The glories of front gardens
People who pave over gardens have hearts of stone
I’m sure we all play the “when I’m supreme ruler” game. In my version, anyone who ripped up a front garden to park a car would be summarily executed. Not because I dislike cars or motorists, but because anyone who voluntarily replaces a flowerbed with a Nissan Qashqai clearly lacks a soul, and deserves to be entombed under the tarmac of their own front drives.
I am not a monster. The sentence could be commuted in exchange for a strip of lawn or even a couple of pots of lavender.
The reason I dig front gardens so much is because they are one of the few parts of a home that can be enjoyed by strangers. Roses spilling over walls, lavender buzzing with bees, a window box overflowing with pansies — none of it is planted for the sole benefit of the owner. The message these small acts of cultivation send is that someone cares enough to make their neighbourhood a little more beautiful. Gardens make an area feel settled, safe and loved. It gives people confidence that the street is somewhere worth putting down roots.
And a front garden is a gift to wildlife too: the Royal Horticultural Society estimates that a well-planted front garden can support up to 260 species, from pollinating insects to birds and small mammals.
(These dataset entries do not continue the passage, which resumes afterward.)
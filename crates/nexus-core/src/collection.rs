//! The named collections of the store.
//!
//! Collection names are part of the persisted-storage contract (other
//! clients may read the same database), so the serialized forms below must
//! never change.

use serde::{Deserialize, Serialize};
use strum::{Display, EnumString, IntoStaticStr};

/// A named, independently-addressed set of records (analogous to a table).
#[derive(
  Debug,
  Clone,
  Copy,
  PartialEq,
  Eq,
  Hash,
  Serialize,
  Deserialize,
  Display,
  EnumString,
  IntoStaticStr,
)]
pub enum Collection {
  #[serde(rename = "users")]
  #[strum(serialize = "users")]
  Users,
  #[serde(rename = "clientes")]
  #[strum(serialize = "clientes")]
  Clients,
  #[serde(rename = "eventos")]
  #[strum(serialize = "eventos")]
  Events,
  #[serde(rename = "conversaciones")]
  #[strum(serialize = "conversaciones")]
  Conversations,
  #[serde(rename = "mensajes")]
  #[strum(serialize = "mensajes")]
  Messages,
  #[serde(rename = "notificaciones")]
  #[strum(serialize = "notificaciones")]
  Notifications,
  #[serde(rename = "cotizaciones")]
  #[strum(serialize = "cotizaciones")]
  Quotes,
  #[serde(rename = "servicios")]
  #[strum(serialize = "servicios")]
  Services,
}

impl Collection {
  pub const ALL: [Collection; 8] = [
    Collection::Users,
    Collection::Clients,
    Collection::Events,
    Collection::Conversations,
    Collection::Messages,
    Collection::Notifications,
    Collection::Quotes,
    Collection::Services,
  ];

  /// The persisted collection name.
  pub fn as_str(self) -> &'static str { self.into() }

  /// Fields whose values must be unique within the collection. Enforced by
  /// the store on insert and update.
  pub fn unique_fields(self) -> &'static [&'static str] {
    match self {
      Collection::Users => &["cedula"],
      _ => &[],
    }
  }
}
// ─── Messaging ───────────────────────────────────────────────────────────────

async fn seeded_thread(messaging: &Messaging<SqliteStore>) -> String {
  let (conversation, _) = messaging
    .start(
      &sender(),
      StartConversation {
        kind:             ConversationKind::Client,
        participant_id:   RecordId::Num(1),
        participant_name: "Empresa ABC".into(),
        subject:          Some("Mantenimiento".into()),
        body:             "Buenos días".into(),
      },
    )
    .await
    .unwrap();
  conversation.id
}

#[tokio::test]
async fn inbound_messages_raise_the_unread_counter() {
  let messaging = Messaging::new(store().await);
  let conv = seeded_thread(&messaging).await;

  let abc = Sender { id: RecordId::Num(1), name: "Empresa ABC".into() };
  messaging.record_inbound(&conv, &abc, "¿Precio?".into()).await.unwrap();
  messaging.record_inbound(&conv, &abc, "¿Y plazo?".into()).await.unwrap();

  assert_eq!(messaging.total_unread().await.unwrap(), 2);
}

#[tokio::test]
async fn mark_read_flips_messages_and_resets_the_counter_together() {
  let messaging = Messaging::new(store().await);
  let conv = seeded_thread(&messaging).await;

  let abc = Sender { id: RecordId::Num(1), name: "Empresa ABC".into() };
  messaging.record_inbound(&conv, &abc, "¿Precio?".into()).await.unwrap();
  messaging.record_inbound(&conv, &abc, "¿Y plazo?".into()).await.unwrap();

  let flipped = messaging.mark_read(&conv).await.unwrap();
  assert_eq!(flipped, 2);
  assert_eq!(messaging.total_unread().await.unwrap(), 0);
  let messages = messaging.messages(&conv).await.unwrap();
  assert!(messages.iter().filter(|m| m.kind.is_inbound()).all(|m| m.read));
}

#[tokio::test]
async fn sending_clears_the_senders_unread_counter() {
  let messaging = Messaging::new(store().await);
  let conv = seeded_thread(&messaging).await;

  let abc = Sender { id: RecordId::Num(1), name: "Empresa ABC".into() };
  messaging.record_inbound(&conv, &abc, "¿Precio?".into()).await.unwrap();
  assert_eq!(messaging.total_unread().await.unwrap(), 1);

  messaging.send(&conv, &sender(), "Le envío la cotización".into()).await.unwrap();
  assert_eq!(messaging.total_unread().await.unwrap(), 0);
}

#[tokio::test]
async fn conversations_sort_by_most_recent_activity() {
  let messaging = Messaging::new(store().await);
  let first = seeded_thread(&messaging).await;
  let second = seeded_thread(&messaging).await;

  // Newest thread leads until the older one gets a message.
  let listed = messaging.conversations().await.unwrap();
  assert_eq!(listed[0].id, second);

  let abc = Sender { id: RecordId::Num(1), name: "Empresa ABC".into() };
  messaging.record_inbound(&first, &abc, "¿Sigue en pie?".into()).await.unwrap();

  let listed = messaging.conversations().await.unwrap();
  assert_eq!(listed[0].id, first);
}

#[tokio::test]
async fn messages_come_back_in_chronological_order() {
  let messaging = Messaging::new(store().await);
  let conv = seeded_thread(&messaging).await;

  let abc = Sender { id: RecordId::Num(1), name: "Empresa ABC".into() };
  messaging.record_inbound(&conv, &abc, "uno".into()).await.unwrap();
  messaging.send(&conv, &sender(), "dos".into()).await.unwrap();

  let messages = messaging.messages(&conv).await.unwrap();
  assert_eq!(messages.len(), 3);
  assert!(messages.windows(2).all(|w| w[0].sent_at <= w[1].sent_at));
}

#[tokio::test]
async fn sending_into_a_missing_conversation_is_not_found() {
  let messaging = Messaging::new(store().await);
  let err = messaging
    .send("conv_inexistente", &sender(), "hola".into())
    .await
    .unwrap_err();
  assert!(matches!(err, Error::Store(nexus_core::Error::NotFound { .. })));
}

#[tokio::test]
async fn mark_all_read_drains_every_thread() {
  let messaging = Messaging::new(store().await);
  let a = seeded_thread(&messaging).await;
  let b = seeded_thread(&messaging).await;

  let abc = Sender { id: RecordId::Num(1), name: "Empresa ABC".into() };
  messaging.record_inbound(&a, &abc, "x".into()).await.unwrap();
  messaging.record_inbound(&b, &abc, "y".into()).await.unwrap();
  messaging.record_inbound(&b, &abc, "z".into()).await.unwrap();

  assert_eq!(messaging.mark_all_read().await.unwrap(), 3);
  assert_eq!(messaging.total_unread().await.unwrap(), 0);
}

// ─── Notifications ───────────────────────────────────────────────────────────

#[tokio::test]
async fn read_notifications_leave_the_derived_unread_count() {
  let notifications = Notifications::new(store().await);

  let published = notifications
    .publish(NewNotification {
      title:       "T".into(),
      description: "D".into(),
      kind:        NotificationKind::System,
      urgent:      false,
      action:      None,
    })
    .await
    .unwrap();
  assert_eq!(notifications.unread_count().await.unwrap(), 1);

  notifications.mark_read(published.id.as_ref().unwrap()).await.unwrap();
  assert_eq!(notifications.unread_count().await.unwrap(), 0);
}

#[tokio::test]
async fn list_filters_by_kind_and_read_state() {
  let notifications = Notifications::new(store().await);

  notifications
    .publish(NewNotification {
      title:       "Nuevo cliente".into(),
      description: "Empresa XYZ se registró".into(),
      kind:        NotificationKind::Client,
      urgent:      false,
      action:      Some("clientes".into()),
    })
    .await
    .unwrap();
  let system = notifications
    .publish(NewNotification {
      title:       "Backup semanal".into(),
      description: "Toca el respaldo".into(),
      kind:        NotificationKind::System,
      urgent:      true,
      action:      None,
    })
    .await
    .unwrap();
  notifications.mark_read(system.id.as_ref().unwrap()).await.unwrap();

  let clients_only = notifications
    .list(NotificationFilter { kind: Some(NotificationKind::Client), ..Default::default() })
    .await
    .unwrap();
  assert_eq!(clients_only.len(), 1);
  assert_eq!(clients_only[0].icon, "fas fa-users");

  let unread_only = notifications
    .list(NotificationFilter { status: Some(ReadStatus::Unread), ..Default::default() })
    .await
    .unwrap();
  assert_eq!(unread_only.len(), 1);
  assert_eq!(unread_only[0].title, "Nuevo cliente");
}

#[tokio::test]
async fn delete_all_empties_the_collection() {
  let notifications = Notifications::new(store().await);
  for i in 0..3 {
    notifications
      .publish(NewNotification {
        title:       format!("n{i}"),
        description: String::new(),
        kind:        NotificationKind::System,
        urgent:      false,
        action:      None,
      })
      .await
      .unwrap();
  }

  assert_eq!(notifications.delete_all().await.unwrap(), 3);
  assert!(notifications.list(NotificationFilter::default()).await.unwrap().is_empty());
}

// ─── Reports ─────────────────────────────────────────────────────────────────

async fn seed_quote(store: &Arc<SqliteStore>, client_id: &RecordId, date: &str, total: f64) {
  let subtotal = total / 1.12;
  let quote = json!({
    "clienteId": client_id,
    "fecha": date,
    "subtotal": subtotal,
    "impuesto": total - subtotal,
    "total": total,
  });
  let record = record::to_record(&quote).unwrap();
  store.add_item(nexus_core::collection::Collection::Quotes, record).await.unwrap();
}

#[tokio::test]
async fn quote_report_filters_and_totals() {
  let store = store().await;
  let clients = Clients::new(store.clone());
  let reports = Reports::new(store.clone());

  let acme = clients
    .create(NewClient { name: "Acme".into(), ..Default::default() })
    .await
    .unwrap();
  let acme_id = acme.id.unwrap();
  let other = RecordId::Num(999);

  seed_quote(&store, &acme_id, "2024-05-02", 112.0).await;
  seed_quote(&store, &acme_id, "2024-06-10", 224.0).await;
  seed_quote(&store, &other, "2024-05-03", 56.0).await;

  let report = reports
    .quote_report(&QuoteFilter {
      client_id: Some(acme_id.clone()),
      from:      Some("2024-05-01".into()),
      to:        Some("2024-05-31".into()),
    })
    .await
    .unwrap();

  assert_eq!(report.rows.len(), 1);
  assert_eq!(report.rows[0].client_name, "Acme");
  assert!((report.total - 112.0).abs() < 1e-9);

  // The orphaned quote resolves to the placeholder name.
  let everything = reports.quote_report(&QuoteFilter::default()).await.unwrap();
  assert_eq!(everything.rows.len(), 3);
  assert!(everything.rows.iter().any(|r| r.client_name == "N/E"));
}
Hedgehogs and earthworms might not be as exciting as big cats or wildebeest, but they are a vital part of the ecosystem and in desperate need of habitat.
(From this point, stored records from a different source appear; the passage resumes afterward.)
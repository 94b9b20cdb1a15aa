//! Conversations and messages.
//!
//! A conversation and its messages form an aggregate: the cached unread
//! counter (`noLeidos`) must stay consistent with the set of unread inbound
//! messages. Only the messaging service writes either side, and it does so
//! within one logical operation (single-writer discipline; the store itself
//! provides no isolation).

use chrono::{DateTime, Utc};
use serde::{Deserialize, Serialize};

use crate::{collection::Collection, record::RecordId};

// ─── Kinds ───────────────────────────────────────────────────────────────────

/// Who sits on the other side of a conversation.
#[derive(Debug, Clone, Copy, PartialEq, Eq, Serialize, Deserialize)]
pub enum ConversationKind {
  #[serde(rename = "cliente")]
  Client,
  #[serde(rename = "equipo")]
  Team,
}

/// The provenance of a single message, as persisted.
#[derive(Debug, Clone, Copy, PartialEq, Eq, Serialize, Deserialize)]
pub enum MessageKind {
  /// Sent by a client.
  #[serde(rename = "cliente")]
  Client,
  /// Sent by a team member.
  #[serde(rename = "equipo")]
  Team,
  /// Sent by the logged-in user.
  #[serde(rename = "propio")]
  Own,
}

impl MessageKind {
  /// Inbound messages count toward the unread badge; own messages never do.
  pub fn is_inbound(self) -> bool { !matches!(self, MessageKind::Own) }
}

// ─── Conversation ────────────────────────────────────────────────────────────

/// One thread with a client or a team channel. Identifier is the
/// caller-supplied `conv_<millis>` string.
#[derive(Debug, Clone, Serialize, Deserialize)]
pub struct Conversation {
  pub id:               String,
  #[serde(rename = "tipo")]
  pub kind:             ConversationKind,
  #[serde(rename = "participanteId")]
  pub participant_id:   RecordId,
  #[serde(rename = "participanteNombre")]
  pub participant_name: String,
  #[serde(rename = "asunto", default, skip_serializing_if = "Option::is_none")]
  pub subject:          Option<String>,
  #[serde(rename = "fechaCreacion")]
  pub created_at:       DateTime<Utc>,
  /// Cached count of unread inbound messages. Derived state; see module docs.
  #[serde(rename = "noLeidos", default)]
  pub unread:           u32,
}

impl Conversation {
  pub const COLLECTION: Collection = Collection::Conversations;
}

// ─── Message ─────────────────────────────────────────────────────────────────

#[derive(Debug, Clone, Serialize, Deserialize)]
pub struct Message {
  pub id:              String,
  #[serde(rename = "conversacionId")]
  pub conversation_id: String,
  #[serde(rename = "remitenteId")]
  pub sender_id:       RecordId,
  #[serde(rename = "remitenteNombre")]
  pub sender_name:     String,
  #[serde(rename = "contenido")]
  pub body:            String,
  #[serde(rename = "fecha")]
  pub sent_at:         DateTime<Utc>,
  #[serde(rename = "leido")]
  pub read:            bool,
  #[serde(rename = "tipo")]
  pub kind:            MessageKind,
}

impl Message {
  pub const COLLECTION: Collection = Collection::Messages;
}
Today, more than a quarter of Britain’s front gardens have now been completely paved over, while over half of all front garden space is covered by hard surfaces. This is not only selfish, immiserating neighbourhoods but self-defeating, offering householders a view of their own car’s backsides. In my regime, landlords who rip up gardens so they can let out every room of a house would be first up against the picket fence.
If someone is in the fortunate position where they can afford a house, then they need to plan where they park. Unless someone is disabled, there is no excuse for not walking to a spot on the road. But over recent years supposed green grants and initiatives have made this worse, with some councils offering incentives for people who want to charge their environmentally friendly electric cars where there was once a habitat for wildlife and run off for rain water.
Tending a front garden is an act of stewardship
Earth also performs countless jobs that tarmac and concrete slabs cannot. For example, soaks up rain instead of sending it streaming into drains. Replacing soil with paving can increase rainwater run-off by around 50 per cent. Gardens cool streets during hot weather, reducing the urban heat island effect created by brick, asphalt and concrete.
Tending a front garden is an act of stewardship. We cannot all restore ancient woodland or save the Amazon, but almost all of us can tend the few square metres outside our front door. Collectively, Britain’s 20.6 million domestic gardens cover more than half a million hectares and contain around 19 million trees. Taken together, they form one of the country’s largest networks of wildlife habitat.
It might sound grandiose, but societies function because millions of people quietly take responsibility for their own little patch. When front gardens are buried beneath concrete to make room for cars, or become dumping grounds for unwanted junk, the effect is stiflingly bleak, not simply because it is ugly, but because it sends a message: nobody cares enough to make things better. Taking fewer steps before seating their arses in a car matters more than creating something beautiful that can be enjoyed by everyone.
All of us with a patch of earth outside our front door have a choice. We can see it as ours to trash and neglect, or as a small piece of the environment entrusted to our care. We don’t need to wait for government schemes to make our streets more beautiful or our neighbourhoods more liveable. We simply need to decide that what people see from the pavement matters just as much as what we see from the sitting room window.